Subakut tiroidit tedavisi: Tedavide anti-tiroid ilaçlar fayda vermez. Zira bu ilaçlar yeni hormon yapımını engeller fakat kana karışan hormonlar üzerine etkili değildir. Hatta hastalığın ileri evrelerinde tiroid bezi içinde hormon kalmadığı için kan hormon düzeyleri düşer. Tedavide asetaminofen ve ileri olgularda kortizol kullanılır. Aspirin kullanımı tehlikelidir ve yakınmaları artırır.
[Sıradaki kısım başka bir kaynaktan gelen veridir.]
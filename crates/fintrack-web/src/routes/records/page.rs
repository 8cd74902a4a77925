//! Dashboard page and record form posts

use axum::extract::Path;
use axum::response::{Html, Redirect};
use axum::Form;
use chrono::{DateTime, NaiveDate, TimeZone, Utc};
use fintrack_core::{FinancialRecord, RecordSummary};
use fintrack_utils::{escape_html, format_amount};
use serde::Deserialize;

use crate::error::ApiError;
use crate::session::RecordsContext;

/// Fields posted by the add and edit forms
#[derive(Debug, Clone, Deserialize)]
pub struct RecordForm {
    /// `YYYY-MM-DD`; empty means today
    #[serde(default)]
    pub date: String,
    pub description: String,
    pub amount: String,
    pub category: String,
    pub payment_method: String,
}

impl RecordForm {
    pub fn into_record(self, user_id: &str) -> Result<FinancialRecord, ApiError> {
        let description = self.description.trim();
        if description.is_empty() {
            return Err(ApiError::bad_request("description must not be empty"));
        }
        let amount: f64 = self
            .amount
            .trim()
            .parse()
            .map_err(|_| ApiError::bad_request(format!("invalid amount: {}", self.amount)))?;
        if !amount.is_finite() {
            return Err(ApiError::bad_request(format!("invalid amount: {}", self.amount)));
        }
        let date = parse_form_date(&self.date)?;

        Ok(FinancialRecord::new(
            user_id,
            date,
            description,
            amount,
            self.category.trim(),
            self.payment_method.trim(),
        ))
    }
}

fn parse_form_date(value: &str) -> Result<DateTime<Utc>, ApiError> {
    let value = value.trim();
    if value.is_empty() {
        return Ok(Utc::now());
    }
    let day = NaiveDate::parse_from_str(value, "%Y-%m-%d")
        .map_err(|_| ApiError::bad_request(format!("invalid date: {}", value)))?;
    let midnight = day
        .and_hms_opt(0, 0, 0)
        .ok_or_else(|| ApiError::bad_request(format!("invalid date: {}", value)))?;
    Ok(Utc.from_utc_datetime(&midnight))
}

pub async fn page_dashboard(ctx: RecordsContext) -> Html<String> {
    let records = ctx.store.records().await;
    let summary = RecordSummary::from_records(&records);

    let inner_content = format!(
        r#"<div class='mb-6'><h2 class='text-2xl font-bold'>Welcome, {}</h2></div>
        {}
        {}
        {}"#,
        escape_html(&ctx.session.display_name),
        render_summary(&summary),
        render_add_form(),
        render_records(&records),
    );

    Html(crate::page_response(
        "Dashboard",
        "/",
        &ctx.session.display_name,
        &inner_content,
    ))
}

pub async fn form_add_record(
    ctx: RecordsContext,
    Form(form): Form<RecordForm>,
) -> Result<Redirect, ApiError> {
    let record = form.into_record(&ctx.session.user_id)?;
    ctx.store.add(record).await;
    Ok(Redirect::to("/"))
}

pub async fn form_update_record(
    ctx: RecordsContext,
    Path(id): Path<String>,
    Form(form): Form<RecordForm>,
) -> Result<Redirect, ApiError> {
    let mut record = form.into_record(&ctx.session.user_id)?;
    record.id = Some(id.clone());
    ctx.store.update(&id, record).await;
    Ok(Redirect::to("/"))
}

pub async fn form_delete_record(ctx: RecordsContext, Path(id): Path<String>) -> Redirect {
    ctx.store.delete(&id).await;
    Redirect::to("/")
}

// ==================== Rendering ====================

fn render_summary(summary: &RecordSummary) -> String {
    let mut categories = String::new();
    for category in &summary.categories {
        categories.push_str(&format!(
            "<li class='flex justify-between'><span>{}</span><span>{} ({})</span></li>",
            escape_html(&category.category),
            escape_html(&category.total),
            category.count
        ));
    }

    format!(
        r#"<div class='grid grid-cols-4 gap-4 mb-6'>
            <div class='bg-white rounded-xl shadow-sm p-4'><p class='text-sm text-gray-500'>Records</p><p class='text-xl font-semibold'>{}</p></div>
            <div class='bg-white rounded-xl shadow-sm p-4'><p class='text-sm text-gray-500'>Income</p><p class='text-xl font-semibold text-green-600'>{}</p></div>
            <div class='bg-white rounded-xl shadow-sm p-4'><p class='text-sm text-gray-500'>Expenses</p><p class='text-xl font-semibold text-red-600'>{}</p></div>
            <div class='bg-white rounded-xl shadow-sm p-4'><p class='text-sm text-gray-500'>Net</p><p class='text-xl font-semibold'>{}</p></div>
        </div>
        <div class='bg-white rounded-xl shadow-sm p-4 mb-6'><h3 class='font-semibold mb-2'>By category</h3><ul class='space-y-1'>{}</ul></div>"#,
        summary.count,
        escape_html(&summary.total_income),
        escape_html(&summary.total_expenses),
        escape_html(&summary.net_total),
        categories
    )
}

fn record_fields(record: Option<&FinancialRecord>) -> String {
    let value = |f: fn(&FinancialRecord) -> String| record.map(f).unwrap_or_default();
    format!(
        r#"<input name='date' type='date' value='{}' class='border rounded px-2 py-1'>
        <input name='description' placeholder='Description' value='{}' class='border rounded px-2 py-1'>
        <input name='amount' placeholder='Amount' value='{}' class='border rounded px-2 py-1 w-28'>
        <input name='category' placeholder='Category' value='{}' class='border rounded px-2 py-1'>
        <input name='payment_method' placeholder='Payment method' value='{}' class='border rounded px-2 py-1'>"#,
        value(|r| r.date.format("%Y-%m-%d").to_string()),
        escape_html(&value(|r| r.description.clone())),
        value(|r| r.amount.to_string()),
        escape_html(&value(|r| r.category.clone())),
        escape_html(&value(|r| r.payment_method.clone())),
    )
}

fn render_add_form() -> String {
    format!(
        r#"<div class='bg-white rounded-xl shadow-sm p-4 mb-6'>
            <h3 class='font-semibold mb-2'>Add record</h3>
            <form method='post' action='/records' class='flex flex-wrap gap-2'>{}<button class='bg-indigo-600 text-white rounded px-3 py-1'>Add</button></form>
        </div>"#,
        record_fields(None)
    )
}

fn render_records(records: &[FinancialRecord]) -> String {
    if records.is_empty() {
        return "<div class='bg-white rounded-xl shadow-sm p-6 text-gray-500'>No records yet</div>"
            .to_string();
    }

    let mut rows = String::new();
    for record in records {
        // Records the server sent without an id can be shown but not edited
        let actions = match record.id.as_deref() {
            Some(id) => {
                let id = urlencoding::encode(id);
                format!(
                    r#"<div class='flex flex-wrap gap-2'>
                    <form method='post' action='/records/{}/update' class='flex flex-wrap gap-2'>{}<button class='text-indigo-600'>Save</button></form>
                    <form method='post' action='/records/{}/delete'><button class='text-red-600'>Delete</button></form>
                </div>"#,
                    id,
                    record_fields(Some(record)),
                    id,
                )
            }
            None => "<p class='text-xs text-gray-400'>Not editable</p>".to_string(),
        };
        rows.push_str(&format!(
            r#"<li class='py-3 border-b'>
                <div class='flex justify-between mb-2'><span>{} {}</span><span class='{}'>{}</span></div>
                {}
            </li>"#,
            record.date.format("%Y-%m-%d"),
            escape_html(&record.description),
            if record.amount < 0.0 { "text-red-600" } else { "text-green-600" },
            format_amount(record.amount),
            actions,
        ));
    }

    format!(
        "<div class='bg-white rounded-xl shadow-sm p-4'><h3 class='font-semibold mb-2'>Records</h3><ul>{}</ul></div>",
        rows
    )
}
Kronik tiroidit tedavisi: Hipotiroidi gelişen olgularda tedavide TSH supresyonu sağlamak için tiroid hormonu verilir. Fakat tedavide önerilen tiroid hormonu hastalığın nedenini ortadan kaldırmaz. Sadece son noktayı ve son nokta olan hipotiroidiye bağlı ardışık olayları düzeltir. Fakat hastalık olduğu gibi kalır. Hatta tedavi edilmediği için gittikçe ilerler.
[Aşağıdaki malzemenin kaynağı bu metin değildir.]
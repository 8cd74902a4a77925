//! HTTP server for fintrack
//!
//! Routes are organized into modules:
//! - routes::records: Dashboard, record forms and the JSON records API
//! - routes::auth: Sign-in page, sign-in and sign-out
//!
//! Everything except `/auth*` and `/api/health` sits behind the session
//! guard (see `session`).

pub mod error;
pub mod routes;
pub mod session;

use std::sync::Arc;
use std::time::Duration;

use axum::{
    middleware,
    routing::{get, post, put},
    Router,
};
use fintrack_config::Config;
use fintrack_core::{IdentityRef, SessionRegistry};
use fintrack_utils::escape_html;
use tokio::net::TcpListener;

pub use error::ApiError;
pub use session::RecordsContext;

/// How often expired sessions are swept
const PURGE_INTERVAL: Duration = Duration::from_secs(60);

/// Application state
#[derive(Clone)]
pub struct AppState {
    pub registry: Arc<SessionRegistry>,
    pub identity: IdentityRef,
    pub config: Config,
}

/// Create the application router
pub fn create_router(state: AppState) -> Router {
    use routes::auth::{page_sign_in, sign_in, sign_out};
    use routes::records::{
        api_add_record, api_delete_record, api_records, api_reload, api_summary,
        api_update_record, form_add_record, form_delete_record, form_update_record,
        page_dashboard,
    };

    let pages = Router::new()
        .route("/", get(page_dashboard))
        .route("/dashboard", get(page_dashboard))
        .route("/records", post(form_add_record))
        .route("/records/:id/update", post(form_update_record))
        .route("/records/:id/delete", post(form_delete_record))
        .route_layer(middleware::from_fn_with_state(
            state.clone(),
            session::require_session,
        ));

    let api = Router::new()
        .route("/api/records", get(api_records).post(api_add_record))
        .route("/api/records/reload", post(api_reload))
        .route("/api/records/:id", put(api_update_record).delete(api_delete_record))
        .route("/api/summary", get(api_summary))
        .route_layer(middleware::from_fn_with_state(
            state.clone(),
            session::require_session_api,
        ));

    Router::new()
        .route("/api/health", get(health_check))
        .route("/auth", get(page_sign_in).post(sign_in))
        .route("/auth/logout", post(sign_out))
        .merge(pages)
        .merge(api)
        .with_state(state)
}

/// Health check endpoint
async fn health_check() -> &'static str {
    "OK"
}

// ==================== Template Functions ====================

/// Base HTML template
pub fn base_html(title: &str, content: &str) -> String {
    format!(
        r#"<!DOCTYPE html>
<html lang="en">
<head>
    <meta charset="UTF-8">
    <meta name="viewport" content="width=device-width, initial-scale=1.0">
    <title>{} - Fintrack</title>
    <script src="https://cdn.tailwindcss.com"></script>
</head>
<body class="bg-gray-50 text-gray-900">
    {}
</body>
</html>"#,
        escape_html(title),
        content
    )
}

/// Top navigation bar for signed-in pages
pub fn nav_bar(current_path: &str, display_name: &str) -> String {
    let links = [("/", "Dashboard")];

    let mut nav = String::from(
        "<nav class='bg-white border-b'><div class='max-w-5xl mx-auto px-4 py-3 flex items-center gap-6'>\
         <h1 class='text-xl font-bold text-indigo-600'>Fintrack</h1><ul class='flex gap-2 flex-1'>",
    );
    for (path, label) in &links {
        let active_class = if current_path == *path || (*path == "/" && current_path == "/dashboard") {
            "bg-indigo-50 text-indigo-600"
        } else {
            "text-gray-600 hover:bg-gray-50"
        };
        nav.push_str(&format!(
            "<li><a href='{}' class='px-3 py-2 rounded-lg {}'>{}</a></li>",
            path, active_class, label
        ));
    }
    nav.push_str(&format!(
        "</ul><span class='text-sm text-gray-500'>{}</span>\
         <form method='post' action='/auth/logout'><button class='text-sm text-red-600'>Sign out</button></form>\
         </div></nav>",
        escape_html(display_name)
    ));
    nav
}

/// Full page for a signed-in user
pub fn page_response(title: &str, current_path: &str, display_name: &str, inner_content: &str) -> String {
    base_html(
        title,
        &format!(
            "{}<main class='max-w-5xl mx-auto p-6'>{}</main>",
            nav_bar(current_path, display_name),
            inner_content
        ),
    )
}

/// Start the HTTP server and run until Ctrl-C
pub async fn start_server(state: AppState) -> std::io::Result<()> {
    let addr = format!("{}:{}", state.config.server.host, state.config.server.port);

    let registry = state.registry.clone();
    let purge = tokio::spawn(async move {
        let mut interval = tokio::time::interval(PURGE_INTERVAL);
        loop {
            interval.tick().await;
            let purged = registry.purge_expired();
            if purged > 0 {
                log::info!("Purged {} expired sessions", purged);
            }
        }
    });

    let router = create_router(state);
    let listener = TcpListener::bind(&addr).await?;
    log::info!("Starting fintrack on http://{}", addr);
    log::info!("Available routes:");
    log::info!("  - / (Dashboard)");
    log::info!("  - /auth (Sign in)");
    log::info!("  - /api/* (JSON API endpoints)");

    let result = axum::serve(listener, router)
        .with_graceful_shutdown(shutdown_signal())
        .await;
    purge.abort();
    match &result {
        Ok(_) => log::info!("Server stopped gracefully"),
        Err(e) => log::error!("Server error: {}", e),
    }
    result
}

async fn shutdown_signal() {
    if let Err(e) = tokio::signal::ctrl_c().await {
        log::error!("Failed to listen for shutdown signal: {}", e);
        std::future::pending::<()>().await;
    }
}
Hashimoto aslında bir tiroid bezi hastalığı değildir. Etkisini tiroid bezinde gösteren bağışıklık sistemi hastalığıdır. Şöyle örnek verirsem durumu daha iyi kavrayacağınıza inanıyorum. Bağışıklık sistemi katil olsun, tiroid bezi de silah ile vurulan, maktul dersek durum daha iyi anlaşılır. Vurulan kişi ölmemişse hayatını sürdürmesi için gerekli tedavi yapılır ama onun yapacağı görevleri ömür boyu siz yapmaya çalışırsanız bu tedavi doğru mudur? Diğer yandan da katile hiç müdahale etmiyorsunuz. İşte bu bakış açısı ve zihin yapısı aslında tüm kaderimizi belirlemektedir. Bu nedenle tedavide önerilen tiroid hormonu hastalığın nedenini ortadan kaldırmaz. Sadece son noktayı ve son noktaya bağlı ardışık olayları düzeltir.
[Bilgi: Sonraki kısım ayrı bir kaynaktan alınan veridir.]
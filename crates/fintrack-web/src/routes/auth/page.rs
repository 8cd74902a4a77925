//! Sign-in page, sign-in and sign-out

use axum::extract::{Query, State};
use axum::http::header::SET_COOKIE;
use axum::http::HeaderMap;
use axum::response::{Html, IntoResponse, Redirect, Response};
use axum::Form;
use fintrack_core::{CoreError, SessionGuard};
use serde::Deserialize;

use crate::error::ApiError;
use crate::session::{clear_cookie, read_cookie, session_cookie};
use crate::AppState;

#[derive(Debug, Deserialize)]
pub struct SignInForm {
    pub username: String,
    pub password: String,
}

#[derive(Debug, Default, Deserialize)]
pub struct SignInQuery {
    #[serde(default)]
    pub error: Option<String>,
}

pub async fn page_sign_in(
    State(state): State<AppState>,
    headers: HeaderMap,
    Query(query): Query<SignInQuery>,
) -> Response {
    let marker = read_cookie(&headers, &state.config.session.cookie_name);
    if !SessionGuard::new(&state.registry).check(marker.as_deref()).is_redirect() {
        return Redirect::to("/").into_response();
    }

    let error = match query.error.as_deref() {
        Some(_) => "<p class='text-sm text-red-600 mb-4'>Wrong username or password</p>",
        None => "",
    };

    let content = format!(
        r#"<div class='min-h-screen flex items-center justify-center'>
            <form method='post' action='/auth' class='bg-white rounded-xl shadow-sm p-8 w-80'>
                <h1 class='text-xl font-bold text-indigo-600 mb-6'>Fintrack</h1>
                {}
                <label class='block text-sm text-gray-500 mb-1' for='username'>Username</label>
                <input id='username' name='username' class='border rounded w-full px-2 py-1 mb-4' autofocus>
                <label class='block text-sm text-gray-500 mb-1' for='password'>Password</label>
                <input id='password' name='password' type='password' class='border rounded w-full px-2 py-1 mb-6'>
                <button class='bg-indigo-600 text-white rounded w-full py-2'>Sign in</button>
            </form>
        </div>"#,
        error
    );

    Html(crate::base_html("Sign in", &content)).into_response()
}

pub async fn sign_in(
    State(state): State<AppState>,
    Form(form): Form<SignInForm>,
) -> Result<Response, ApiError> {
    let identity = match state
        .identity
        .authenticate(form.username.trim(), &form.password)
        .await
    {
        Ok(identity) => identity,
        Err(CoreError::Unauthorized) => {
            log::warn!("Failed sign-in for {}", form.username.trim());
            return Ok(Redirect::to("/auth?error=1").into_response());
        }
        Err(e) => return Err(e.into()),
    };

    let session = state.registry.sign_in(identity);
    let cookie = session_cookie(
        &state.config.session.cookie_name,
        &session.token,
        state.config.session.ttl_minutes,
    );
    Ok(([(SET_COOKIE, cookie)], Redirect::to("/")).into_response())
}

pub async fn sign_out(State(state): State<AppState>, headers: HeaderMap) -> Response {
    if let Some(token) = read_cookie(&headers, &state.config.session.cookie_name) {
        state.registry.sign_out(&token);
    }
    let cookie = clear_cookie(&state.config.session.cookie_name);
    ([(SET_COOKIE, cookie)], Redirect::to(fintrack_core::AUTH_ROUTE)).into_response()
}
Ameliyat da çözüm değildir. Zira ameliyat da son noktada oluşan bir değişimi yok eder ama hastalık nedeni hala vücutta durmaktadır. Neden tespit edilip çözüme kavuşturulmadığı sürece hastalık ilerleyecektir.
Gerçek tedavi hastalığın ortaya çıkmasını sağlayan madde eksikliklerini CRS ile saptamak, ESG ve DSD ile vücudun durumunu inceleyip beslenme planını düzenlemektir. Physiotron tedavisi hücreleri düzenleyecektir. Bağışıklık sistemini düzenlemek için majör ve minör ozonterapi yapılırken gerekli mikrobesinleri de vermek gerekir.
Dereotu çok faydalıdır. Nitrik oksit, antioksidanlar, probiyotik ve prebiyotikler, magnezyum, E vitamini, CoQ10 ve çinko tedavide fayda sağlar. Ayrıca selenyum takviyesi ve omega-3 desteği de tedaviye eklenmelidir.